I have a timer which is producing output that is not what I expect. The code I am using goes like this. Basically, I create a timer, run the kernel, output the timer value, copy the results back to the host, and output the timer value again.

[codebox]//start a timer

printf(“\nStarting Kernel Now…\n”);

cutilCheckError(cutCreateTimer(&timer));

cutilCheckError(cutStartTimer(timer));

//run the kernel

invokeKernel<<<grid, threads>>>( …parameters… );

//output the amount of time elapsed so far

printf( “\nKernel Done. Execution time: %f (ms)\n”, cutGetTimerValue( timer));

// Copy the output back to main memory

printf( “\nGetting Output from GPU.\n”);

cutilSafeCall(cudaMemcpy(…, …, …, cudaMemcpyDeviceToHost));

//output the amount of time elapsed so far

cutilCheckError( cutStopTimer( timer));

printf( “\nTransfer done.
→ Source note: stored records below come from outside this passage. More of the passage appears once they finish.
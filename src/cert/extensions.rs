use std::collections::HashSet;
use std::net::IpAddr;

use const_oid::AssociatedOid;
use const_oid::ObjectIdentifier;
use der::{
    Decode, Encode,
    asn1::{Ia5String, OctetString},
};
use x509_cert::ext::pkix::name::GeneralName;

pub use der::flagset::FlagSet;
use x509_cert::ext::pkix::KeyUsage as X509KeyUsage;
pub use x509_cert::ext::pkix::KeyUsages;

use crate::error::{PkiKitError, Result};

use super::params::{DistinguishedName, ExtensionParam, Serial};

/// Trait for converting to and from X.509 extensions.
///
/// This trait provides methods to encode and decode X.509 extension values.
///
/// # Example
/// ```
/// use pkikit::cert::extensions::{AltName, SubjectAltName};
/// use pkikit::cert::extensions::ToAndFromX509Extension;
/// let san = SubjectAltName { names: vec![AltName::Dns("example.com".to_string())] };
/// let encoded = san.to_x509_extension_value().unwrap();
/// let decoded = SubjectAltName::from_x509_extension_value(&encoded).unwrap();
/// assert_eq!(san, decoded);
/// ```
pub trait ToAndFromX509Extension {
    /// The Object Identifier (OID) for the extension.
    const OID: ObjectIdentifier;

    /// Name used in error messages.
    const NAME: &'static str;

    /// Criticality used when the extension is encoded.
    const CRITICAL: bool = false;

    /// Encodes the extension into a DER-encoded byte vector.
    fn to_x509_extension_value(&self) -> Result<Vec<u8>>;

    /// Decodes the extension from a DER-encoded byte slice.
    fn from_x509_extension_value(extension: &[u8]) -> Result<Self>
    where
        Self: Sized;
}

/// One entry of a subject alternative name.
#[derive(Debug, Clone, PartialEq, Eq)]
pub enum AltName {
    Dns(String),
    Uri(String),
    Ip(IpAddr),
    Email(String),
    Directory(DistinguishedName),
}

impl AltName {
    fn to_general_name(&self) -> Result<GeneralName> {
        let ia5 = |kind: &str, value: &str| {
            if value.is_empty() {
                return Err(PkiKitError::invalid_extension(
                    SubjectAltName::NAME,
                    format!("empty {kind} name"),
                ));
            }
            Ia5String::new(value).map_err(|e| {
                PkiKitError::invalid_extension(
                    SubjectAltName::NAME,
                    format!("{kind} name {value:?} is not IA5: {e}"),
                )
            })
        };
        Ok(match self {
            AltName::Dns(name) => GeneralName::DnsName(ia5("DNS", name)?),
            AltName::Uri(uri) => GeneralName::UniformResourceIdentifier(ia5("URI", uri)?),
            AltName::Email(email) => GeneralName::Rfc822Name(ia5("email", email)?),
            AltName::Ip(IpAddr::V4(ip)) => GeneralName::IpAddress(OctetString::new(ip.octets())?),
            AltName::Ip(IpAddr::V6(ip)) => GeneralName::IpAddress(OctetString::new(ip.octets())?),
            AltName::Directory(dn) => GeneralName::DirectoryName(dn.to_x509_name()?),
        })
    }

    fn from_general_name(name: &GeneralName) -> Result<Self> {
        Ok(match name {
            GeneralName::DnsName(dns) => AltName::Dns(dns.to_string()),
            GeneralName::UniformResourceIdentifier(uri) => AltName::Uri(uri.to_string()),
            GeneralName::Rfc822Name(email) => AltName::Email(email.to_string()),
            GeneralName::IpAddress(octets) => match octets.as_bytes().len() {
                4 => {
                    let mut ip = [0u8; 4];
                    ip.copy_from_slice(octets.as_bytes());
                    AltName::Ip(IpAddr::from(ip))
                }
                16 => {
                    let mut ip = [0u8; 16];
                    ip.copy_from_slice(octets.as_bytes());
                    AltName::Ip(IpAddr::from(ip))
                }
                len => {
                    return Err(PkiKitError::DecodingError(format!(
                        "IP address of {len} octets"
                    )));
                }
            },
            GeneralName::DirectoryName(dn) => {
                AltName::Directory(DistinguishedName::from_x509_name(dn)?)
            }
            _ => {
                return Err(PkiKitError::DecodingError(
                    "Unsupported general name type".to_string(),
                ));
            }
        })
    }
}

/// Represents the Subject Alternative Name (SAN) extension.
///
/// This extension specifies additional identities for the subject of the certificate.
#[derive(Debug, Clone, PartialEq, Eq)]
pub struct SubjectAltName {
    pub names: Vec<AltName>,
}

impl ToAndFromX509Extension for SubjectAltName {
    const OID: ObjectIdentifier = x509_cert::ext::pkix::SubjectAltName::OID;
    const NAME: &'static str = "subjectAltName";

    fn to_x509_extension_value(&self) -> Result<Vec<u8>> {
        let san = x509_cert::ext::pkix::SubjectAltName(
            self.names
                .iter()
                .map(AltName::to_general_name)
                .collect::<Result<Vec<_>>>()?,
        );

        Ok(san.to_der()?)
    }

    fn from_x509_extension_value(extension: &[u8]) -> Result<Self> {
        let san = x509_cert::ext::pkix::SubjectAltName::from_der(extension)?;
        let names = san
            .0
            .iter()
            .map(AltName::from_general_name)
            .collect::<Result<Vec<_>>>()?;
        Ok(Self { names })
    }
}

/// Represents the Basic Constraints extension.
///
/// This extension indicates whether the certificate is a CA certificate and its path length.
///
/// # Fields
/// * `is_ca` - Indicates if the certificate is a CA.
/// * `max_path_length` - The maximum number of intermediate CAs allowed.
#[derive(Debug, Clone, Copy, Default, PartialEq, Eq)]
pub struct BasicConstraints {
    pub is_ca: bool,
    pub max_path_length: Option<u8>,
}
Total time: %f (ms)\n”, cutGetTimerValue( timer));[/codebox]

In my application, the kernel is slow. I expect it to take about 30 seconds to complete. The output data is small (2 mb). However, when I run my application, the first timer output is something like 0.05 ms, and the second output is about 30 seconds.

The output of the application is correct. So there is no way my kernel is running in 0.05 ms. Likewise, there is no way it should take 30 seconds to transfer 2 mb of data from the GPU to the host. That leads me to believe I am using the timers incorrectly.

Doe the invokeKernel method return immediately after invoking the kernel, or does it wait for all threads to complete? Any advice in troubleshooting this would be much appreciated.

Thanks,

Bill

kernel launches are asynchronous, so the invokeKernel time of 0.05ms is only the kernel queuing time, not the execution time. Add a call to cudaThreadSynchronize to make the host spinlock until the kernel finishes execution before you stop the timer. That will correct your timing.

the kernel call only queues the kernel for execution, the kernel is executed on the device asynchronously.

you need to insert a cudaThreadSynchronize() call behind the kernel call, this will cause your program to wait for the kernel to finish.

Thank you to both of you. Works perfectly.